The project has made a concerted effort to hire locally, but with the limited work force, some of the labor comes from other parts of the state and elsewhere. 

“A lot of people on the project are from Montana or went to school at the University of Montana,” Boyd said. “But there are people from the east coast, the south, Alaska and even one guy from the United Kingdom.”

Workers were given the option of free housing, in reserved campsites near the eight base camps, or could rent a house or apartment in town. Kasey Mulcahy, a 23-year-old UofM graduate from Helena, elected to rent in Troy, but has not been able to spend much time at local businesses.

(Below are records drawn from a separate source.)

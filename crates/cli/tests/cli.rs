use std::path::Path;
use std::process::{Command, Output};

use serde_json::Value;
use tempfile::tempdir;

fn run(store: &Path, args: &[&str]) -> Output {
    Command::new(env!("CARGO_BIN_EXE_polyset"))
        .arg("--store")
        .arg(store)
        .args(args)
        .env_remove("RUST_LOG")
        .output()
        .expect("spawn polyset")
}

fn json(out: &Output) -> Value {
    assert!(
        out.status.success(),
        "stderr: {}",
        String::from_utf8_lossy(&out.stderr)
    );
    serde_json::from_slice(&out.stdout).expect("json on stdout")
}

#[test]
fn submit_get_list_roundtrip() {
    let dir = tempdir().unwrap();
    let store = dir.path().join("polygons.json");

    let p = json(&run(&store, &["submit", "--name", "t1", "--points", "0,0 10,0 10,10"]));
    assert_eq!(p["name"], "t1");
    assert_eq!(p["area"], -50.0);
    assert_eq!(p["points"].as_array().unwrap().len(), 4);

    let got = json(&run(&store, &["get", "t1"]));
    assert_eq!(got, p);

    let all = json(&run(&store, &["list"]));
    assert_eq!(all.as_array().unwrap().len(), 1);
}

#[test]
fn duplicate_and_short_rings_fail() {
    let dir = tempdir().unwrap();
    let store = dir.path().join("polygons.json");
    json(&run(&store, &["submit", "--name", "t1", "--points", "0,0 10,0 10,10"]));

    let dup = run(&store, &["submit", "--name", "t1", "--points", "50,50 60,50 60,60"]);
    assert!(!dup.status.success());
    assert!(String::from_utf8_lossy(&dup.stderr).contains("already exists"));

    let short = run(&store, &["submit", "--name", "t2", "--points", "0,0 10,10"]);
    assert!(!short.status.success());
    assert!(String::from_utf8_lossy(&short.stderr).contains("at least 3 vertices"));

    let missing = run(&store, &["get", "nope"]);
    assert!(!missing.status.success());
    assert!(String::from_utf8_lossy(&missing.stderr).contains("polygon not found"));

    assert_eq!(json(&run(&store, &["list"])).as_array().unwrap().len(), 1);
}

#[test]
fn generate_reports_accepted_count() {
    let dir = tempdir().unwrap();
    let store = dir.path().join("polygons.json");
    let summary = json(&run(&store, &["generate", "--size", "30", "--seed", "11"]));
    let accepted = summary["accepted_count"].as_u64().unwrap();
    assert!(accepted <= 30);
    let all = json(&run(&store, &["list"]));
    assert_eq!(all.as_array().unwrap().len() as u64, accepted);

    let report = json(&run(
        &store,
        &["generate", "--size", "5", "--seed", "12", "--report"],
    ));
    assert_eq!(report["attempted"], 5);
    assert_eq!(report["batch_id"], 12);
}
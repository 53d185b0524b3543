//! Store doubles for unit tests.

use std::sync::atomic::{AtomicBool, AtomicUsize, Ordering};

use crate::geom::{Point, Polygon};
use crate::store::{PolygonStore, StoreError, StoreResult};

/// Wraps a store, counting every call and optionally failing them.
pub struct CountingStore<S> {
    inner: S,
    calls: AtomicUsize,
    fail_all: AtomicBool,
    fail_list: AtomicBool,
    fail_insert: AtomicBool,
}

impl<S: PolygonStore> CountingStore<S> {
    pub fn new(inner: S) -> Self {
        Self {
            inner,
            calls: AtomicUsize::new(0),
            fail_all: AtomicBool::new(false),
            fail_list: AtomicBool::new(false),
            fail_insert: AtomicBool::new(false),
        }
    }

    /// Every call returns `Unavailable`.
    pub fn failing(self) -> Self {
        self.fail_all.store(true, Ordering::SeqCst);
        self
    }

    pub fn set_fail_list(&self, on: bool) {
        self.fail_list.store(on, Ordering::SeqCst);
    }

    pub fn set_fail_insert(&self, on: bool) {
        self.fail_insert.store(on, Ordering::SeqCst);
    }

    pub fn calls(&self) -> usize {
        self.calls.load(Ordering::SeqCst)
    }

    pub fn inner(&self) -> &S {
        &self.inner
    }

    fn enter(&self, extra: &AtomicBool) -> StoreResult<()> {
        self.calls.fetch_add(1, Ordering::SeqCst);
        if self.fail_all.load(Ordering::SeqCst) || extra.load(Ordering::SeqCst) {
            return Err(StoreError::Unavailable {
                reason: "injected".to_string(),
            });
        }
        Ok(())
    }
}

impl<S: PolygonStore> PolygonStore for CountingStore<S> {
    fn exists(&self, name: &str) -> StoreResult<bool> {
        self.enter(&self.fail_all)?;
        self.inner.exists(name)
    }
    fn intersects(&self, ring: &[Point]) -> StoreResult<bool> {
        self.enter(&self.fail_all)?;
        self.inner.intersects(ring)
    }
    fn insert(&self, polygon: &Polygon) -> StoreResult<()> {
        self.enter(&self.fail_insert)?;
        self.inner.insert(polygon)
    }
    fn insert_batch(&self, polygons: &[Polygon]) -> StoreResult<()> {
        self.enter(&self.fail_insert)?;
        self.inner.insert_batch(polygons)
    }
    fn list_all(&self) -> StoreResult<Vec<Polygon>> {
        self.enter(&self.fail_list)?;
        self.inner.list_all()
    }
}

“I’ve been to Stein’s to go grocery shopping, and I go to work,” Mulcahy said. “That’s about it. I go visit friends and family on the off-hitch.”

The project is organized into two-week “hitches,” or periods where the crews go out and check the bear-rubs and hair-corrals (the project’s names for bits of barbed wire placed in strategic locations to grab bits of hair from various bears) and catalogues the bear DNA they find.

In the “off-hitch” period, the project workers don’t have to work their 12-hours in the field, and even the ones with free housing spend some time in local communities.

Boyd said that a few workers spent time at the rock wall in the Troy Schools Activity Center, but with floor construction there going until July 19,  that didn’t seem likely in the off-hitch.

The Home Bar and the gas station seem to be the other places those workers go, according to Katherine Spendel, a 25-year-old who lives in Bozeman. 

Other than that, the general nature of wildlife work means a collection of frugal young people don’t time to spend much money in the area, making the effect of the project on the local economy slow-building and slight.